The Mutual information Text Explorer (MTE) is a tool that allows interactive exploration of text data and document covariates. See the paper or slides for information. Currently, an experimental system is available. It is very buggy, use with caution, etc etc. Contact firstname.lastname@example.org (http://brenocon.com) with questions.
How to run
Get the application: mte.jar
Launch it with one argument, the configuration file of the corpus you want to view. For example:
java -jar mte.jar sotu/config.conf
This requires Java version 8 to be accessible from the commandline. Check the version with
java -version; it must be at least
(Sometimes, you might have to give a flag to specify memory usage, like
java -Xmx2g. I'm not sure when this is necessary.)
Each line is one document, encoded as a JSON object. There is one mandatory key:
text: a string of the document's text.
There is one optional special key:
docid): a string that is a unique identifier for this document. Not necessary for simple usage.
Other keys in the JSON object are covariates.
They have to be listed in the
schema configuration to be used.
TODO: automatic type detection
TODO: covariates in separate file and CSV
The application is launched by giving it the full path to the main config file. For an example to adapt to your own data, start with bible/config.conf.
Required configuration parameters include:
data: the filename of the data. Either absolute, or relative to the config file's directory.
schema: an object that describes the types of the covariates; see below. Or, a filename for an external schema config.
y: which covariates should be the x- and y-axes.
Other configuration parameters include:
tokenizer: what tokenizer to run. Options are
StanfordTokenizer, which is good for traditionally edited text. (Default.)
SimpleTokenizer, which tokenizes only on whitespace. If you want to run your own tokenizer, an easy way to use it is to encode your tokenization into the
textfield by putting spaces between the tokens, and then use
SimpleTokenizer. On real text, this tokenizer gives poor results. But it is fast.

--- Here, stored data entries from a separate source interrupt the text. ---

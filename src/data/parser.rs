//! Graph definition file parsing
//!
//! One node per line: the node label, a colon, then the labels of its
//! neighbors separated by whitespace.
//!
//! ```text
//! v1: v2 v3
//! v2: v1 v3
//! v3: v1 v2
//! v4:
//! ```
//!
//! Labels consist of ASCII letters, digits and `_`. Blank lines and lines
//! starting with `#` are ignored. Every neighbor must be declared on a line
//! of its own somewhere in the file.

use std::fs::File;
use std::io::{BufRead, BufReader};
use std::path::Path;
use crate::config::SymmetryPolicy;
use crate::error::{CpmError, Result};
use crate::graph::algorithms::{asymmetric_edges, symmetrize};
use crate::graph::{Graph, GraphBuilder, NodeId};

/// A declared node and the raw neighbor labels of its line
struct PendingNeighbors {
    line: usize,
    node: NodeId,
    neighbors: Vec<String>,
}

fn is_valid_label(label: &str) -> bool {
    !label.is_empty() && label.chars().all(|c| c.is_ascii_alphanumeric() || c == '_')
}

/// Parse a graph definition from a reader.
///
/// On any error nothing is returned but the error; the graph is only handed
/// out once every line parsed and every neighbor resolved.
pub fn parse_graph_definition<R: BufRead>(reader: R, symmetry: SymmetryPolicy) -> Result<Graph> {
    let mut builder = GraphBuilder::new();
    let mut pending = Vec::new();

    // Pass 1: declare every node
    for (index, line) in reader.lines().enumerate() {
        let line_no = index + 1;
        let line = line.map_err(|err| CpmError::io("<graph definition>", err))?;
        let trimmed = line.trim();

        if trimmed.is_empty() || trimmed.starts_with('#') {
            continue;
        }

        let Some((label, rest)) = trimmed.split_once(':') else {
            return Err(CpmError::Syntax {
                line: line_no,
                content: line.clone(),
            });
        };
        let label = label.trim();
        if !is_valid_label(label) {
            return Err(CpmError::Syntax {
                line: line_no,
                content: line.clone(),
            });
        }

        let node = builder.declare_node(label, line_no)?;
        let neighbors: Vec<String> = rest.split_whitespace().map(String::from).collect();
        if !neighbors.is_empty() {
            pending.push(PendingNeighbors {
                line: line_no,
                node,
                neighbors,
            });
        }
    }

    // Pass 2: resolve neighbor labels
    for entry in pending {
        for label in &entry.neighbors {
            let Some(neighbor) = builder.find(label) else {
                return Err(CpmError::UndeclaredNeighbor {
                    line: entry.line,
                    label: label.clone(),
                });
            };
            if !builder.add_edge_ids(entry.node, neighbor) {
                log::warn!(
                    "line {}: skipping self-loop or repeated neighbor '{}'",
                    entry.line,
                    label
                );
            }
        }
    }

    let mut graph = builder.build();

    match symmetry {
        SymmetryPolicy::Repair => {
            let added = symmetrize(&mut graph);
            if added > 0 {
                log::warn!("Added {} missing reverse edges", added);
            }
        }
        SymmetryPolicy::Reject => {
            if let Some(&(from, to)) = asymmetric_edges(&graph).first() {
                return Err(CpmError::AsymmetricEdge {
                    from: graph.label(from).to_string(),
                    to: graph.label(to).to_string(),
                });
            }
        }
    }

    log::info!(
        "Parsed graph with {} nodes and {} edges",
        graph.node_count(),
        graph.edge_count() / 2
    );

    Ok(graph)
}

/// Parse a graph definition held in a string
pub fn parse_graph_str(text: &str, symmetry: SymmetryPolicy) -> Result<Graph> {
    parse_graph_definition(text.as_bytes(), symmetry)
}

/// Load and parse a graph definition file
pub fn load_graph_definition<P: AsRef<Path>>(path: P, symmetry: SymmetryPolicy) -> Result<Graph> {
    let path = path.as_ref();
    log::info!("Reading graph definition file: {}", path.display());

    let file = File::open(path).map_err(|err| CpmError::io(path, err))?;
    parse_graph_definition(BufReader::new(file), symmetry).map_err(|err| match err {
        CpmError::Io { source, .. } => CpmError::io(path, source),
        other => other,
    })
}

#[cfg(test)]
mod tests {
    use super::*;
    use crate::error::ErrorKind;

    #[test]
    fn parses_nodes_and_neighbors() {
        let graph = parse_graph_str(
            "v1: v2 v3\n\
             v2: v1   v3\n\
             \n\
             # isolated\n\
             v3:v1 v2\n\
             v4:\n",
            SymmetryPolicy::Reject,
        )
        .unwrap();

        assert_eq!(graph.node_count(), 4);
        let id = |label: &str| graph.find_by_label(label).unwrap();
        assert_eq!(graph.neighbors(id("v1")), &[id("v2"), id("v3")]);
        assert_eq!(graph.neighbors(id("v2")), &[id("v1"), id("v3")]);
        assert!(graph.neighbors(id("v4")).is_empty());
    }

    #[test]
    fn syntax_error_reports_line() {
        match parse_graph_str("v1: v2\nv2 v1\n", SymmetryPolicy::Repair) {
            Err(CpmError::Syntax { line, content }) => {
                assert_eq!(line, 2);
                assert_eq!(content, "v2 v1");
            }
            other => panic!("expected syntax error, got {:?}", other),
        }
        assert!(matches!(
            parse_graph_str("v-1: v2\n", SymmetryPolicy::Repair),
            Err(CpmError::Syntax { line: 1, .. })
        ));
    }

    #[test]
    fn undeclared_neighbor_is_fatal() {
        match parse_graph_str("v1: v2\nv2: v1 v9\n", SymmetryPolicy::Repair) {
            Err(CpmError::UndeclaredNeighbor { line, label }) => {
                assert_eq!(line, 2);
                assert_eq!(label, "v9");
            }
            other => panic!("expected undeclared neighbor, got {:?}", other),
        }
    }

    #[test]
    fn duplicate_declaration_is_fatal() {
        let err = parse_graph_str("v1: v2\nv2:\nv1:\n", SymmetryPolicy::Repair).unwrap_err();
        assert!(matches!(err, CpmError::DuplicateNode { line: 3, .. }));
        assert_eq!(err.kind(), ErrorKind::MalformedInput);
    }

    #[test]
    fn one_way_edges_repaired_or_rejected() {
        let text = "a: b c\nb: a\nc:\n";

        let graph = parse_graph_str(text, SymmetryPolicy::Repair).unwrap();
        let a = graph.find_by_label("a").unwrap();
        let c = graph.find_by_label("c").unwrap();
        assert!(graph.is_adjacent(a, c));

        match parse_graph_str(text, SymmetryPolicy::Reject) {
            Err(CpmError::AsymmetricEdge { from, to }) => {
                assert_eq!(from, "a");
                assert_eq!(to, "c");
            }
            other => panic!("expected asymmetric edge, got {:?}", other),
        }
    }

    #[test]
    fn self_loops_and_repeats_are_dropped() {
        let graph = parse_graph_str("a: a b b\nb: a\n", SymmetryPolicy::Reject).unwrap();
        let a = graph.find_by_label("a").unwrap();
        let b = graph.find_by_label("b").unwrap();
        assert_eq!(graph.neighbors(a), &[b]);
    }

    #[test]
    fn empty_input_is_empty_graph() {
        let graph = parse_graph_str("", SymmetryPolicy::Repair).unwrap();
        assert!(graph.is_empty());
    }

    #[test]
    fn missing_file_is_io_error() {
        let err = load_graph_definition("/nonexistent/graph.txt", SymmetryPolicy::Repair)
            .unwrap_err();
        assert_eq!(err.kind(), ErrorKind::Io);
        assert!(err.to_string().contains("/nonexistent/graph.txt"));
    }
}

nlp_file: this is an alternative to
tokenizer. It says you don't want the application to run any NLP routines, and instead read off all NLP annotations from an external file. It relies on the
iddocument identifiers in order to merge the annotations against the text and covariates. I don't have documentation for the format, but it is produced by this. Currently this is the only way to get part-of-speech and named entity annotations into the system.
schema object (or schema config file), every key is the name of a covariate, and the type is given. Legal types are
number, for a numeric variable (either integer or floating point is fine).
categorical, a categorical variable (a.k.a. discrete, or what R calls a factor). In the data, the values for a categorical variable are represented as strings. In the schema, you can optionally specify a list of possible values. The ordering you give will be the order it is displayed in. See bible.zip for an example.
TODO: reconcile with / extend to http://dataprotocols.org/json-table-schema/ which seems to be a moderately sensible data column typing system (are there better ones? there are certainly many worse ones.)
The format for the config file is a lax form of JSON, described here. Any legal JSON can be used for the config file; it has a few niceties like commenting with
#, being able to sometimes skip quoting, and leaving off commas when using a separate line per entry.
License is GPL v2 or later. I'd be happy to do BSD/MIT or something, but the software uses some GPL'd libraries which I find convenient.
Code is at github.com/brendano/mte.
The jar dependencies are checked-in in the
For development in an IDE, I just manually add them to the build path.
To run on the commandline,
build.sh are configured to use them.